Exercise directions: Only some lines are wanted. Transcribe, exactly, the lines below from the line with "lost; exiting receive" up to and including the line with "let _ = dotenvy::dotenv();".

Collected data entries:
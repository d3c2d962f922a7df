//! Type-state markers for the client builder
//!
//! `build()` only exists once a configuration has been supplied.

use std::marker::PhantomData;

/// Marker trait for configuration state
pub trait ConfigState {}

/// No configuration yet
pub struct NoConfig;
impl ConfigState for NoConfig {}

/// Configuration supplied
pub struct HasConfig;
impl ConfigState for HasConfig {}

#[derive(Debug, Clone, Copy)]
pub struct TypeState<C> {
    _config: PhantomData<C>,
}

impl<C> TypeState<C> {
    pub(crate) fn new() -> Self {
        Self {
            _config: PhantomData,
        }
    }
}

impl<C> Default for TypeState<C> {
    fn default() -> Self {
        Self::new()
    }
}
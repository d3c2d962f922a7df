use super::connection_state::{AtomicConnectionState, AtomicMetrics};
use super::dispatcher::{Dispatcher, Resolution};
use super::events::EventBus;
use crate::traits::{MaxWireError, Transport};
use std::sync::Arc;
use std::time::Duration;
use tracing::{debug, info, warn};

/// Pause after a transient, non-fatal read error
pub const RECV_BACKOFF: Duration = Duration::from_millis(500);

/// Drain the transport until it fails
///
/// Frames are handled in arrival order. Undecodable frames are skipped.
/// On a transport-fatal error the connection is marked down, every pending
/// request is failed with `NotConnected`, and the error is returned so the
/// session can decide what to do next.
pub async fn run_receive_loop(
    transport: Arc<dyn Transport>,
    dispatcher: Arc<Dispatcher>,
    events: Arc<EventBus>,
    state: Arc<AtomicConnectionState>,
    metrics: Arc<AtomicMetrics>,
) -> MaxWireError {
    debug!("Receive loop started");

    loop {
        match transport.receive_frame().await {
            Ok(frame) => {
                metrics.increment_received();
                for frame in frame.fan_out() {
                    let seq = frame.seq;
                    match dispatcher.resolve(frame) {
                        Resolution::Matched => debug!("Matched response for pending seq={}", seq),
                        Resolution::Unsolicited(frame) => {
                            debug!("Push frame opcode={} seq={}", frame.opcode, seq);
                            events.publish(frame);
                        }
                    }
                }
            }
            Err(e) if e.is_decode() => {
                metrics.increment_decode_failures();
                warn!("Skipping undecodable frame: {}", e);
            }
            Err(e) if e.is_transport_fatal() => {
                info!("Connection lost; exiting receive loop: {}", e);
                state.set_connected(false);
                metrics.record_error();
                let failed = dispatcher.fail_all(MaxWireError::NotConnected);
                if failed > 0 {
                    warn!("{} pending request(s) failed by disconnect", failed);
                }
                return e;
            }
            Err(e) => {
                warn!("Error in receive loop; backing off briefly: {}", e);
                tokio::time::sleep(RECV_BACKOFF).await;
            }
        }
    }
}
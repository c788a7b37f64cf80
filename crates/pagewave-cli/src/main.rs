#![doc = include_str!("../README.md")]

mod cli;

use anyhow::bail;
use clap::Parser;
use cli::config::{CliArgs, RunConfig};
use cli::pipeline;
use cli::telemetry::init_telemetry;
use tokio::signal;

// Using mimalloc for better performance under contention, especially in musl
// environments.
#[global_allocator]
static GLOBAL: mimalloc::MiMalloc = mimalloc::MiMalloc;

#[tokio::main]
async fn main() -> anyhow::Result<()> {
    // Load from .env
    let _ = dotenvy::dotenv();
    let args = CliArgs::parse();
    let config = RunConfig::try_from(args)?;

    init_telemetry()?;
    log_startup_info(&config);

    tokio::select! {
        summary = pipeline::run(&config) => {
            let summary = summary?;
            tracing::info!("Run completed successfully");
            println!("{summary}");
            Ok(())
        }
        () = shutdown_signal() => {
            bail!("interrupted before every page was fetched and indexed")
        }
    }
}

fn log_startup_info(config: &RunConfig) {
    if cfg!(debug_assertions) {
        tracing::info!("Starting run with full config: {:#?}", config);
    } else {
        tracing::info!(
            "Starting run over {} pages in waves of {}",
            config.total_pages(),
            config.chunk_size
        );
    }
}

async fn shutdown_signal() {
    #[cfg(unix)]
    let terminate = async {
        match signal::unix::signal(signal::unix::SignalKind::terminate()) {
            Ok(mut stream) => {
                stream.recv().await;
            }
            Err(err) => {
                tracing::warn!("failed to install SIGTERM handler: {err}");
                core::future::pending::<()>().await;
            }
        }
    };

    #[cfg(not(unix))]
    let terminate = core::future::pending::<()>();

    let ctrl_c = async {
        if let Err(err) = signal::ctrl_c().await {
            tracing::warn!("failed to install Ctrl+C handler: {err}");
            core::future::pending::<()>().await;
        }
    };

    tokio::select! {
        () = ctrl_c => tracing::info!("Received Ctrl+C signal"),
        () = terminate => tracing::info!("Received SIGTERM signal"),
    }
}
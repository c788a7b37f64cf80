use core::time::Duration;
use std::sync::atomic::{AtomicUsize, Ordering};

use pagewave::PageSource;

use crate::cli::config::RunConfig;

/// A single record served by the simulated endpoint.
#[derive(Clone, Debug, PartialEq, Eq)]
pub struct Record {
    pub id: usize,
    pub page: usize,
}

/// One page of the endpoint's response, carrying the collection size the way
/// paginated RPC responses usually do.
#[derive(Debug)]
pub struct Page {
    pub total_records: usize,
    pub page_size: usize,
    pub records: Vec<Record>,
}

#[derive(Debug, Clone, PartialEq, Eq, thiserror::Error)]
pub enum SourceError {
    #[error("page {0} is unavailable")]
    Unavailable(usize),
    #[error("page {0} is out of range")]
    OutOfRange(usize),
}

/// An in-process stand-in for a paginated RPC endpoint.
///
/// Each request sleeps for the configured latency before answering. The
/// configured failing page, if any, always answers with
/// [`SourceError::Unavailable`].
#[derive(Debug)]
pub struct SimulatedSource {
    total_records: usize,
    page_size: usize,
    latency: Duration,
    fail_page: Option<usize>,
    requests: AtomicUsize,
}

impl SimulatedSource {
    pub fn new(config: &RunConfig) -> Self {
        Self {
            total_records: config.total_records,
            page_size: config.page_size,
            latency: config.latency,
            fail_page: config.fail_page,
            requests: AtomicUsize::new(0),
        }
    }

    /// Number of page requests issued so far.
    pub fn requests(&self) -> usize {
        self.requests.load(Ordering::Relaxed)
    }
}

impl PageSource for SimulatedSource {
    type Response = Page;
    type Record = Record;
    type Error = SourceError;

    async fn request(&self, index: usize) -> Result<Page, SourceError> {
        self.requests.fetch_add(1, Ordering::Relaxed);
        tracing::debug!(page = index, "requesting page");

        if !self.latency.is_zero() {
            tokio::time::sleep(self.latency).await;
        }

        if self.fail_page == Some(index) {
            return Err(SourceError::Unavailable(index));
        }

        let start = index.saturating_mul(self.page_size);
        if index > 0 && start >= self.total_records {
            return Err(SourceError::OutOfRange(index));
        }
        let end = self.total_records.min(start.saturating_add(self.page_size));

        Ok(Page {
            total_records: self.total_records,
            page_size: self.page_size,
            records: (start..end).map(|id| Record { id, page: index }).collect(),
        })
    }

    fn total_requests(&self, first: &Page) -> usize {
        first.total_records.div_ceil(first.page_size)
    }

    fn records(&self, response: Page) -> Vec<Record> {
        response.records
    }
}
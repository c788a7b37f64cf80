#![doc = include_str!("../README.md")]

mod cache;
mod chunk;
mod dedup;
mod queue;

pub use crate::cache::*;
pub use crate::chunk::*;
pub use crate::dedup::*;
pub use crate::queue::*;
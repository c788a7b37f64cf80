use crate::queue::SpawnProvider;

/// An implementation of [`SpawnProvider`] using Tokio's executor.
///
/// The consumer loop is spawned with [`tokio::spawn`], so the queue must be
/// created from within a Tokio runtime.
pub struct TokioSpawn;
impl SpawnProvider for TokioSpawn {
    fn spawn<F>(future: F)
    where
        F: Future<Output = ()> + Send + 'static,
    {
        drop(tokio::spawn(future));
    }
}
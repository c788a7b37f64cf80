use core::future::Future;

/// A trait that abstracts over how a detached background future is spawned.
///
/// This allows the task queue to be generic over runtimes like `Tokio` or
/// `Smol`. The spawned future runs the queue's consumer loop until every
/// handle to the queue is dropped or the queue is closed.
pub trait SpawnProvider {
    fn spawn<F>(future: F)
    where
        F: Future<Output = ()> + Send + 'static;
}
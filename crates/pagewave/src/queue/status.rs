use core::fmt;

/// Boxed error returned by a failed task.
pub type BoxError = Box<dyn core::error::Error + Send + Sync>;

/// Observable state of a [`TaskQueue`](crate::TaskQueue).
///
/// - [`QueueState::Idle`]: nothing queued, nothing running.
/// - [`QueueState::Pending`]: tasks are queued but the consumer has not picked
///   the next one up yet. This state is transient.
/// - [`QueueState::Processing`]: exactly one task is running.
#[derive(Clone, Copy, Debug, PartialEq, Eq, Hash)]
pub enum QueueState {
    /// Nothing queued and nothing running.
    Idle,
    /// At least one task is queued and none is running.
    Pending,
    /// A task is running. Others may be queued behind it.
    Processing,
}

/// Why a task did not complete successfully.
#[derive(Debug)]
pub enum FailureKind {
    /// The task's future resolved to an error.
    Error(BoxError),
    /// The task panicked. Holds the panic message when it was a string.
    Panic(String),
}

impl fmt::Display for FailureKind {
    fn fmt(&self, f: &mut fmt::Formatter<'_>) -> fmt::Result {
        match self {
            Self::Error(err) => write!(f, "task failed: {err}"),
            Self::Panic(msg) => write!(f, "task panicked: {msg}"),
        }
    }
}

/// A task failure, as reported to the queue's error handler.
#[derive(Debug)]
pub struct TaskFailure {
    /// Position of the failed task in execution order, which is also
    /// submission order, starting at `0`. Successful tasks are counted too.
    pub seq: u64,
    /// Whether the task returned an error or panicked.
    pub kind: FailureKind,
}

impl fmt::Display for TaskFailure {
    fn fmt(&self, f: &mut fmt::Formatter<'_>) -> fmt::Result {
        write!(f, "#{} {}", self.seq, self.kind)
    }
}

Task response:
                info!("Connection lost; exiting receive loop: {}", e);
                state.set_connected(false);
                metrics.record_error();
                let failed = dispatcher.fail_all(MaxWireError::NotConnected);
                if failed > 0 {
                    warn!("{} pending request(s) failed by disconnect", failed);
                }
                return e;
            }
            Err(e) => {
                warn!("Error in receive loop; backing off briefly: {}", e);
                tokio::time::sleep(RECV_BACKOFF).await;
            }
        }
    }
}
repository c788a7b37f64cf80
filename crates/pagewave-cli/src/main.rs
#![doc = include_str!("../README.md")]

mod cli;

use anyhow::bail;
use clap::Parser;
use cli::config::{CliArgs, RunConfig};
use cli::pipeline;
use cli::telemetry::init_telemetry;
use tokio::signal;

// Using mimalloc for better performance under contention, especially in musl
// environments.
#[global_allocator]
static GLOBAL: mimalloc::MiMalloc = mimalloc::MiMalloc;

#[tokio::main]
async fn main() -> anyhow::Result<()> {
    // Load from .env
    let _ = dotenvy::dotenv();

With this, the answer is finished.